Week 3 of Self-Isolation

    I have just started my third week of Self-Isolation; the last time I left the house was on 16th March, 2020. As a 75 year-old git, I am taking it all fairly seriously. Part of me feels that I am living in an existential no-man’s land. The logical thing for me to do is stay at home, in the house, until such time as I can be vaccinated. However, the development of a vaccine could take a year or more, so I can see that a modicum of deep readjustment may be required in order to navigate the unlimited flow of quotidian events with no discernible end in sight. The problem is knowing how to pass time in a satisfactory fashion.

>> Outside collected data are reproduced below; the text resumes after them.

//! Table API route handlers.
//!
//! All endpoints speak JSON. The single session is shared behind
//! `Arc<TableState>`; every command takes the write lock for its duration.

use axum::{
    extract::{Path, State},
    http::StatusCode,
    response::{IntoResponse, Response},
    Json,
};
use rust_decimal::Decimal;
use serde::{Deserialize, Serialize};
use std::collections::BTreeMap;
use std::sync::Arc;
use tokio::sync::RwLock;
use tracing::warn;

use crate::config::AppConfig;
use crate::display::{HistoryEntry, MoneyFormat};
use crate::session::Session;
use crate::types::{LedgerError, Outcome, Participant, ParticipantId, Transaction, TransactionKind};

// ---------------------------------------------------------------------------
// Shared state
// ---------------------------------------------------------------------------

/// Shared state accessible by all route handlers.
pub struct TableState {
    pub name: String,
    pub session: RwLock<Session>,
    pub money: MoneyFormat,
    pub bet_presets: Vec<Decimal>,
}

impl TableState {
    pub fn new(
        name: impl Into<String>,
        session: Session,
        money: MoneyFormat,
        bet_presets: Vec<Decimal>,
    ) -> Self {
        Self {
            name: name.into(),
            session: RwLock::new(session),
            money,
            bet_presets,
        }
    }

    pub fn from_config(cfg: &AppConfig) -> Self {
        Self::new(
            cfg.session.name.clone(),
            Session::from_config(&cfg.session),
            cfg.display.clone(),
            cfg.session.bet_presets.clone(),
        )
    }
}

pub type AppState = Arc<TableState>;

// ---------------------------------------------------------------------------
// Errors
// ---------------------------------------------------------------------------

/// A refused command, rendered as `{"error": "..."}`.
#[derive(Debug)]
pub struct ApiError(pub LedgerError);

impl From<LedgerError> for ApiError {
    fn from(e: LedgerError) -> Self {
        Self(e)
    }
}

impl ApiError {
    fn status(&self) -> StatusCode {
        match self.0 {
            LedgerError::UnknownParticipant(_) => StatusCode::NOT_FOUND,
            LedgerError::RoundInProgress | LedgerError::OutcomeForBanker(_) => {
                StatusCode::CONFLICT
            }
            LedgerError::InvalidStake { .. }
            | LedgerError::NoBankerSelected
            | LedgerError::EmptyUndo
            | LedgerError::EmptyName => StatusCode::UNPROCESSABLE_ENTITY,
        }
    }
}

impl IntoResponse for ApiError {
    fn into_response(self) -> Response {
        let status = self.status();
        warn!(error = %self.0, status = status.as_u16(), "Command refused");
        let body = Json(ErrorResponse {
            error: self.0.to_string(),
        });
        (status, body).into_response()
    }
}

// ---------------------------------------------------------------------------
// Request types
// ---------------------------------------------------------------------------

#[derive(Debug, Deserialize)]
pub struct NewParticipant {
    pub name: String,
}

/// Stake as typed at the table: either JSON text or a JSON number.
#[derive(Debug, Deserialize)]
#[serde(untagged)]
pub enum AmountInput {
    Text(String),
    Number(serde_json::Number),
}

impl AmountInput {
    pub fn into_text(self) -> String {
        match self {
            AmountInput::Text(s) => s,
            AmountInput::Number(n) => n.to_string(),
        }
    }
}

#[derive(Debug, Deserialize)]
pub struct AmountRequest {
    pub amount: AmountInput,
}

#[derive(Debug, Deserialize)]
pub struct BankerRequest {
    /// `null` clears the banker.
    pub id: Option<ParticipantId>,
}

#[derive(Debug, Deserialize)]
pub struct OutcomeRequest {
    pub outcome: Outcome,
}

// ---------------------------------------------------------------------------
// Response types
// ---------------------------------------------------------------------------

#[derive(Debug, Clone, Serialize)]
pub struct ErrorResponse {
    pub error: String,
}

#[derive(Debug, Clone, Serialize)]
pub struct PlayerView {
    pub id: ParticipantId,
    pub name: String,
    pub avatar: String,
    pub is_banker: bool,
    pub wager: String,
    /// False when the wager would be skipped at resolution.
    pub stake_valid: bool,
    pub outcome: Option<Outcome>,
}

#[derive(Debug, Clone, Serialize)]
pub struct SessionView {
    pub name: String,
    pub players: Vec<PlayerView>,
    pub banker: Option<ParticipantId>,
    pub base_bet: String,
    pub bet_presets: Vec<Decimal>,
    pub round_in_progress: bool,
    pub round_valid: bool,
    pub projected_profit: Decimal,
    pub projected_profit_display: String,
    pub transaction_count: usize,
}

#[derive(Debug, Clone, Serialize)]
pub struct OutcomeResponse {
    pub participant: ParticipantId,
    pub outcome: Option<Outcome>,
    pub projected_profit: Decimal,
    pub projected_profit_display: String,
}

#[derive(Debug, Clone, Serialize)]
pub struct TransactionView {
    pub id: uuid::Uuid,
    pub from: ParticipantId,
    pub to: ParticipantId,
    pub amount: Decimal,
    pub kind: TransactionKind,
    pub timestamp: String,
}

impl From<&Transaction> for TransactionView {
    fn from(tx: &Transaction) -> Self {
        Self {
            id: tx.id,
            from: tx.from,
            to: tx.to,
            amount: tx.amount,
            kind: tx.kind,
            timestamp: tx.timestamp.to_rfc3339(),
        }
    }
}

#[derive(Debug, Clone, Serialize)]
pub struct DebtView {
    pub debtor: ParticipantId,
    pub debtor_name: String,
    pub creditor: ParticipantId,
    pub creditor_name: String,
    pub amount: Decimal,
    pub amount_display: String,
}

#[derive(Debug, Clone, Serialize)]
pub struct PositionView {
    pub id: ParticipantId,
    pub name: String,
    pub net: Decimal,
    pub net_display: String,
}

#[derive(Debug, Clone, Serialize)]
pub struct LedgerView {
    pub debts: Vec<DebtView>,
    pub positions: Vec<PositionView>,
    /// Raw positions keyed by participant id.
    pub net_positions: BTreeMap<ParticipantId, Decimal>,
}

fn session_view(state: &TableState, session: &Session) -> SessionView {
    let banker = session.banker();
    let players = session
        .participants()
        .iter()
        .map(|p| PlayerView {
            id: p.id,
            name: p.name.clone(),
            avatar: p.avatar.clone(),
            is_banker: banker == Some(p.id),
            wager: session.wager(p.id).unwrap_or_default().to_string(),
            stake_valid: session.stake(p.id).is_ok(),
            outcome: session.outcome(p.id),
        })
        .collect();
    let projected = session.projected_profit();

    SessionView {
        name: state.name.clone(),
        players,
        banker,
        base_bet: session.base_bet().to_string(),
        bet_presets: state.bet_presets.clone(),
        round_in_progress: session.is_round_in_progress(),
        round_valid: session.is_round_valid(),
        projected_profit: projected,
        projected_profit_display: state.money.format_signed(projected),
        transaction_count: session.transactions().len(),
    }
}

// ---------------------------------------------------------------------------
// Route handlers
// ---------------------------------------------------------------------------

/// GET /api/session
pub async fn get_session(State(state): State<AppState>) -> Json<SessionView> {
    let session = state.session.read().await;
    Json(session_view(&state, &session))
}

/// POST /api/participants
pub async fn add_participant(
    State(state): State<AppState>,
    Json(req): Json<NewParticipant>,
) -> Result<(StatusCode, Json<Participant>), ApiError> {
    let mut session = state.session.write().await;
    let id = session.add_participant(&req.name)?;
    let participant = session
        .participant(id)
        .cloned()
        .ok_or(LedgerError::UnknownParticipant(id))?;
    Ok((StatusCode::CREATED, Json(participant)))
}

/// DELETE /api/participants/:id
pub async fn remove_participant(
    State(state): State<AppState>,
    Path(id): Path<u64>,
) -> Result<Json<Participant>, ApiError> {
    let mut session = state.session.write().await;
    let removed = session.remove_participant(ParticipantId(id))?;
    Ok(Json(removed))
}

/// PUT /api/banker
pub async fn set_banker(
    State(state): State<AppState>,
    Json(req): Json<BankerRequest>,
) -> Result<Json<SessionView>, ApiError> {
    let mut session = state.session.write().await;
    match req.id {
        Some(id) => session.set_banker(id)?,
        None => session.clear_banker(),
    }
    Ok(Json(session_view(&state, &session)))
}

/// PUT /api/base-bet
pub async fn set_base_bet(
    State(state): State<AppState>,
    Json(req): Json<AmountRequest>,
) -> Json<SessionView> {
    let mut session = state.session.write().await;
    session.apply_base_bet(&req.amount.into_text());
    Json(session_view(&state, &session))
}

/// PUT /api/wagers/:id
pub async fn set_wager(
    State(state): State<AppState>,
    Path(id): Path<u64>,
    Json(req): Json<AmountRequest>,
) -> Result<Json<SessionView>, ApiError> {
    let mut session = state.session.write().await;
    session.set_wager(ParticipantId(id), &req.amount.into_text())?;
    Ok(Json(session_view(&state, &session)))
}

/// POST /api/outcomes/:id
pub async fn toggle_outcome(
    State(state): State<AppState>,
    Path(id): Path<u64>,
    Json(req): Json<OutcomeRequest>,
) -> Result<Json<OutcomeResponse>, ApiError> {
    let mut session = state.session.write().await;
    let participant = ParticipantId(id);
    let outcome = session.toggle_outcome(participant, req.outcome)?;
    let projected = session.projected_profit();
    Ok(Json(OutcomeResponse {
        participant,
        outcome,
        projected_profit: projected,
        projected_profit_display: state.money.format_signed(projected),
    }))
}

/// POST /api/rounds
pub async fn confirm_round(
    State(state): State<AppState>,
) -> Result<(StatusCode, Json<Vec<TransactionView>>), ApiError> {
    let mut session = state.session.write().await;
    let txs = session.confirm_round()?;
    Ok((
        StatusCode::CREATED,
        Json(txs.iter().map(TransactionView::from).collect()),
    ))
}

/// POST /api/undo
pub async fn undo(State(state): State<AppState>) -> Result<Json<TransactionView>, ApiError> {
    let mut session = state.session.write().await;
    let tx = session.undo_last()?;
    Ok(Json(TransactionView::from(&tx)))
}

/// GET /api/ledger
pub async fn get_ledger(State(state): State<AppState>) -> Json<LedgerView> {
    let session = state.session.read().await;
    let summary = session.summary();

    let debts = summary
        .debts
        .iter()
        .map(|d| DebtView {
            debtor: d.debtor,
            debtor_name: session.name_of(d.debtor).to_string(),
            creditor: d.creditor,
            creditor_name: session.name_of(d.creditor).to_string(),
            amount: d.amount,
            amount_display: state.money.format(d.amount),
        })
        .collect();

    let positions = session
        .participants()
        .iter()
        .map(|p| {
            let net = summary.position(p.id);
            PositionView {
                id: p.id,
                name: p.name.clone(),
                net,
                net_display: state.money.format_signed(net),
            }
        })
        .collect();

    Json(LedgerView {
        debts,
        positions,
        net_positions: summary.positions,
    })
}

/// GET /api/history
pub async fn get_history(State(state): State<AppState>) -> Json<Vec<HistoryEntry>> {
    let session = state.session.read().await;
    Json(session.history(&state.money))
}

/// GET /health
pub async fn health() -> StatusCode {
    StatusCode::OK
}

// ---------------------------------------------------------------------------
// Tests
// ---------------------------------------------------------------------------
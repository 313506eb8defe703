//! Multi-round table simulation.
//!
//! Drives a session through many rounds with a rotating bank and checks the
//! ledger stays conserved and consistent with the raw log.

use banca::session::Session;
use banca::types::{LedgerError, Outcome, ParticipantId};
use rust_decimal::Decimal;
use rust_decimal_macros::dec;

fn seat(names: &[&str]) -> (Session, Vec<ParticipantId>) {
    let mut session = Session::new("10");
    let ids = names
        .iter()
        .map(|n| session.add_participant(n).expect("valid name"))
        .collect();
    (session, ids)
}

/// Banker's net from the raw log, ignoring netting.
fn raw_net(session: &Session, id: ParticipantId) -> Decimal {
    session
        .transactions()
        .iter()
        .map(|t| {
            if t.to == id {
                t.amount
            } else if t.from == id {
                -t.amount
            } else {
                Decimal::ZERO
            }
        })
        .sum()
}

#[test]
fn test_rotating_bank_stays_conserved() {
    let (mut session, ids) = seat(&["Ana", "Beto", "Caio", "Duda"]);
    session.set_wager(ids[3], "2,5").unwrap();

    for round in 0..24usize {
        let banker = ids[round % ids.len()];
        session.set_banker(banker).unwrap();

        for (seat_no, &player) in ids.iter().enumerate() {
            if player == banker {
                continue;
            }
            let outcome = Outcome::ALL[(round + seat_no) % Outcome::ALL.len()];
            session.toggle_outcome(player, outcome).unwrap();
        }

        let projected = session.projected_profit();
        let before = raw_net(&session, banker);
        session.confirm_round().unwrap();
        assert_eq!(raw_net(&session, banker) - before, projected);

        let summary = session.summary();
        assert_eq!(summary.total(), Some(Decimal::ZERO));
        for &id in &ids {
            assert_eq!(summary.position(id), raw_net(&session, id));
        }
    }

    assert_eq!(session.transactions().len(), 24 * 3);
}

#[test]
fn test_blackjack_round_and_undo() {
    let (mut session, ids) = seat(&["Banca", "Pedro"]);
    let (banker, pedro) = (ids[0], ids[1]);

    session.toggle_outcome(pedro, Outcome::PlayerBlackjack).unwrap();
    let txs = session.confirm_round().unwrap();
    assert_eq!(txs.len(), 1);
    assert_eq!((txs[0].from, txs[0].to, txs[0].amount), (banker, pedro, dec!(25)));

    let summary = session.summary();
    assert_eq!(summary.position(banker), dec!(-25));
    assert_eq!(summary.position(pedro), dec!(25));

    session.undo_last().unwrap();
    let summary = session.summary();
    assert!(summary.is_settled());
    assert_eq!(summary.position(pedro), Decimal::ZERO);
    assert_eq!(session.undo_last(), Err(LedgerError::EmptyUndo));
}

#[test]
fn test_debts_cancel_across_rounds() {
    let (mut session, ids) = seat(&["Ana", "Beto"]);
    let (ana, beto) = (ids[0], ids[1]);

    // Beto wins 10 from Ana's bank, then loses 4 back.
    session.toggle_outcome(beto, Outcome::PlayerWon).unwrap();
    session.confirm_round().unwrap();
    session.set_wager(beto, "4").unwrap();
    session.toggle_outcome(beto, Outcome::BankerWon).unwrap();
    session.confirm_round().unwrap();

    let summary = session.summary();
    assert_eq!(summary.debts.len(), 1);
    let debt = &summary.debts[0];
    assert_eq!((debt.debtor, debt.creditor, debt.amount), (ana, beto, dec!(6)));

    // And 6 more back to the bank squares it.
    session.set_wager(beto, "6").unwrap();
    session.toggle_outcome(beto, Outcome::BankerWon).unwrap();
    session.confirm_round().unwrap();
    assert!(session.summary().is_settled());
}

#[test]
fn test_sat_out_players_are_not_settled() {
    let (mut session, ids) = seat(&["Ana", "Beto", "Caio"]);
    session.set_wager(ids[2], "").unwrap();
    session.toggle_outcome(ids[1], Outcome::BankerWon).unwrap();
    session.toggle_outcome(ids[2], Outcome::PlayerWon).unwrap();

    let txs = session.confirm_round().unwrap();
    assert_eq!(txs.len(), 1);
    assert_eq!(session.summary().position(ids[2]), Decimal::ZERO);
}

#[test]
fn test_removing_banker_wipes_their_history() {
    let (mut session, ids) = seat(&["Ana", "Beto", "Caio"]);
    session.toggle_outcome(ids[1], Outcome::PlayerWon).unwrap();
    session.confirm_round().unwrap();

    session.set_banker(ids[1]).unwrap();
    session.toggle_outcome(ids[2], Outcome::BankerWon).unwrap();
    session.confirm_round().unwrap();
    assert_eq!(session.transactions().len(), 2);

    session.remove_participant(ids[1]).unwrap();
    assert!(session.transactions().is_empty());
    assert_eq!(session.banker(), None);
    assert!(session.summary().is_settled());
}
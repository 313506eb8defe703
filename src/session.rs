//! Session — the single explicit owner of all table state.
//!
//! Holds the roster, the append-only transaction log and the round in
//! progress (banker, wagers, outcomes). Every command either applies fully
//! or returns a [`LedgerError`] and leaves the session untouched.

use chrono::{DateTime, Utc};
use rust_decimal::Decimal;
use tracing::{debug, info};

use crate::config::SessionConfig;
use crate::display::{self, HistoryEntry, MoneyFormat};
use crate::engine::{aggregate, parse_stake, project_round_profit, resolve_round, LedgerSummary};
use crate::types::{
    LedgerError, Outcome, Outcomes, Participant, ParticipantId, Transaction, Wagers,
};

// ---------------------------------------------------------------------------
// Clock
// ---------------------------------------------------------------------------

/// Source of transaction timestamps.
#[cfg_attr(test, mockall::automock)]
pub trait Clock: Send + Sync {
    fn now(&self) -> DateTime<Utc>;
}

/// Wall clock.
#[derive(Debug, Clone, Copy, Default)]
pub struct SystemClock;

impl Clock for SystemClock {
    fn now(&self) -> DateTime<Utc> {
        Utc::now()
    }
}

// ---------------------------------------------------------------------------
// Session
// ---------------------------------------------------------------------------

pub struct Session {
    participants: Vec<Participant>,
    transactions: Vec<Transaction>,
    banker: Option<ParticipantId>,
    base_bet: String,
    wagers: Wagers,
    outcomes: Outcomes,
    next_id: u64,
    clock: Box<dyn Clock>,
}

impl Default for Session {
    fn default() -> Self {
        Self::new("")
    }
}

impl Session {
    /// Empty session whose new players start with `base_bet` as their stake.
    pub fn new(base_bet: impl Into<String>) -> Self {
        Self::with_clock(base_bet, Box::new(SystemClock))
    }

    pub fn with_clock(base_bet: impl Into<String>, clock: Box<dyn Clock>) -> Self {
        Self {
            participants: Vec::new(),
            transactions: Vec::new(),
            banker: None,
            base_bet: base_bet.into(),
            wagers: Wagers::new(),
            outcomes: Outcomes::new(),
            next_id: 1,
            clock,
        }
    }

    pub fn from_config(cfg: &SessionConfig) -> Self {
        Self::new(cfg.base_bet.clone())
    }

    // -- Accessors ----------------------------------------------------------

    pub fn participants(&self) -> &[Participant] {
        &self.participants
    }

    pub fn participant(&self, id: ParticipantId) -> Option<&Participant> {
        self.participants.iter().find(|p| p.id == id)
    }

    /// Display name, or `???` for ids no longer on the roster.
    pub fn name_of(&self, id: ParticipantId) -> &str {
        display::name_of(&self.participants, id)
    }

    /// The log in append order.
    pub fn transactions(&self) -> &[Transaction] {
        &self.transactions
    }

    pub fn banker(&self) -> Option<ParticipantId> {
        self.banker
    }

    pub fn base_bet(&self) -> &str {
        &self.base_bet
    }

    pub fn wagers(&self) -> &Wagers {
        &self.wagers
    }

    pub fn wager(&self, id: ParticipantId) -> Option<&str> {
        self.wagers.get(&id).map(String::as_str)
    }

    /// Parsed stake for a player, or why it would be skipped at resolution.
    pub fn stake(&self, id: ParticipantId) -> Result<Decimal, LedgerError> {
        self.require(id)?;
        let raw = self.wager(id).unwrap_or_default();
        parse_stake(raw).ok_or_else(|| LedgerError::InvalidStake {
            participant: id,
            raw: raw.to_string(),
        })
    }

    pub fn outcomes(&self) -> &Outcomes {
        &self.outcomes
    }

    pub fn outcome(&self, id: ParticipantId) -> Option<Outcome> {
        self.outcomes.get(&id).copied()
    }

    /// Any outcome recorded for the current round.
    pub fn is_round_in_progress(&self) -> bool {
        !self.outcomes.is_empty()
    }

    /// Banker selected and at least one outcome recorded.
    pub fn is_round_valid(&self) -> bool {
        self.banker.is_some() && self.is_round_in_progress()
    }

    fn require(&self, id: ParticipantId) -> Result<(), LedgerError> {
        match self.participant(id) {
            Some(_) => Ok(()),
            None => Err(LedgerError::UnknownParticipant(id)),
        }
    }

    // -- Roster -------------------------------------------------------------

    /// Register a player. The first player registered becomes banker.
    pub fn add_participant(&mut self, name: &str) -> Result<ParticipantId, LedgerError> {
        if self.is_round_in_progress() {
            return Err(LedgerError::RoundInProgress);
        }
        let id = ParticipantId(self.next_id);
        let participant = Participant::new(id, name).ok_or(LedgerError::EmptyName)?;

        self.next_id += 1;
        self.wagers.insert(id, self.base_bet.clone());
        if self.participants.is_empty() {
            self.banker = Some(id);
        }
        info!(participant = %id, name = %participant.name, "Participant added");
        self.participants.push(participant);
        Ok(id)
    }

    /// Remove a player along with every transaction that mentions them.
    pub fn remove_participant(&mut self, id: ParticipantId) -> Result<Participant, LedgerError> {
        if self.is_round_in_progress() {
            return Err(LedgerError::RoundInProgress);
        }
        let index = self
            .participants
            .iter()
            .position(|p| p.id == id)
            .ok_or(LedgerError::UnknownParticipant(id))?;

        let removed = self.participants.remove(index);
        let before = self.transactions.len();
        self.transactions.retain(|tx| !tx.involves(id));
        self.wagers.remove(&id);
        self.outcomes.remove(&id);
        if self.banker == Some(id) {
            self.banker = None;
        }
        info!(
            participant = %id,
            name = %removed.name,
            transactions_dropped = before - self.transactions.len(),
            "Participant removed"
        );
        Ok(removed)
    }

    // -- Round setup --------------------------------------------------------

    /// Hand the bank to a player. Any outcome they had is dropped.
    pub fn set_banker(&mut self, id: ParticipantId) -> Result<(), LedgerError> {
        self.require(id)?;
        self.banker = Some(id);
        self.outcomes.remove(&id);
        debug!(banker = %id, "Banker selected");
        Ok(())
    }

    pub fn clear_banker(&mut self) {
        self.banker = None;
    }

    /// Change the base bet and apply it to every player's stake.
    pub fn apply_base_bet(&mut self, amount: &str) {
        self.base_bet = amount.to_string();
        for p in &self.participants {
            self.wagers.insert(p.id, self.base_bet.clone());
        }
        debug!(base_bet = %self.base_bet, "Base bet applied to all players");
    }

    /// Edit one player's stake. The text is validated only at resolution.
    pub fn set_wager(&mut self, id: ParticipantId, amount: &str) -> Result<(), LedgerError> {
        self.require(id)?;
        self.wagers.insert(id, amount.to_string());
        Ok(())
    }

    /// Record an outcome, or clear it when the same outcome is set again.
    ///
    /// Returns the player's outcome after the toggle.
    pub fn toggle_outcome(
        &mut self,
        id: ParticipantId,
        outcome: Outcome,
    ) -> Result<Option<Outcome>, LedgerError> {
        self.require(id)?;
        if self.banker == Some(id) {
            return Err(LedgerError::OutcomeForBanker(id));
        }
        if self.outcomes.get(&id) == Some(&outcome) {
            self.outcomes.remove(&id);
            Ok(None)
        } else {
            self.outcomes.insert(id, outcome);
            Ok(Some(outcome))
        }
    }

    /// Banker's result if the round were confirmed now.
    pub fn projected_profit(&self) -> Decimal {
        project_round_profit(self.banker, &self.wagers, &self.outcomes)
    }

    // -- Round commit & undo -----------------------------------------------

    /// Resolve the round, append its transactions and start a fresh round.
    ///
    /// Stakes carry over to the next round; outcomes do not.
    pub fn confirm_round(&mut self) -> Result<Vec<Transaction>, LedgerError> {
        let banker = self.banker.ok_or(LedgerError::NoBankerSelected)?;
        let txs = resolve_round(Some(banker), &self.wagers, &self.outcomes, self.clock.now());

        self.outcomes.clear();
        self.transactions.extend(txs.iter().cloned());
        info!(
            banker = %banker,
            transactions = txs.len(),
            log_len = self.transactions.len(),
            "Round confirmed"
        );
        Ok(txs)
    }

    /// Drop the most recently appended transaction.
    pub fn undo_last(&mut self) -> Result<Transaction, LedgerError> {
        let tx = self.transactions.pop().ok_or(LedgerError::EmptyUndo)?;
        info!(tx = %tx.id, amount = %tx.amount, "Transaction undone");
        Ok(tx)
    }

    // -- Views --------------------------------------------------------------

    /// Net debts and positions recomputed from the full log.
    pub fn summary(&self) -> LedgerSummary {
        aggregate(&self.transactions, &self.participants)
    }

    pub fn history(&self, money: &MoneyFormat) -> Vec<HistoryEntry> {
        display::history(&self.transactions, &self.participants, money)
    }
}

// ---------------------------------------------------------------------------
// Tests
// ---------------------------------------------------------------------------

    I have pottered in the garden. Summer is around the corner so there could be more to do on that score. Bedding plants might be a problem. I normally buy in some plugs from a local garden centre (about a 5-10 mile drive away) but I can’t do that in Self-Isolation. I have used a nursery near Manchester in the past for various bits and pieces, and I might see if I can order something remotely from their catalogue (assuming they still have staff working for them). Last year I planted some cabbage plants and put in a few potatoes. Unfortunately, all the leaves got eaten. Perhaps I should have fixed up some netting. I think that will be too complicated for me to sort out for this year.
    In general, I find my mood and motivation swinging up and down in a mildly bi-polar fashion during all this. For example, the other day I needed to do a small amount of D.I.Y stuff. Ordinarily this would involve multiple trips down to the B&Q store to get the  bits and pieces that are needed (perhaps  replenishing an empty pot of screws or something like that). In a way, that is normally an enjoyable part of the project – one can pick up all sorts of ideas whilst idly wandering up and down the aisles of  the  store. Yet this is something I must now forego.
    Turning to another area, I am used to taking the Metro to a nearby city, about once a week, for a good browse in the book shops and the library ( these are much better than those where I live). All that has gone.
    With regard to the  daily TV briefings on the crisis (in England) I feel glad that I had some training in statistics. This means that I can more or less understand the  graphs and have some idea as to how to read them, while being aware of some of their limitations. I had no idea, back then, how paying attention in double-maths classes at school/university might pay dividends as I trundle through my 70s. I hasten to add that in no way am I a trained statistician, I am merely numerically literate.  I feel sorry for some of the politicians who have had no training in science and yet are having to talk about this in an apparently convincing fashion.
    I think this is enough to be getting on with today. Time for a spot of  lunch. I think I shall make a sandwich and have a banana for desert. Speak to you later, my dear blogophiles.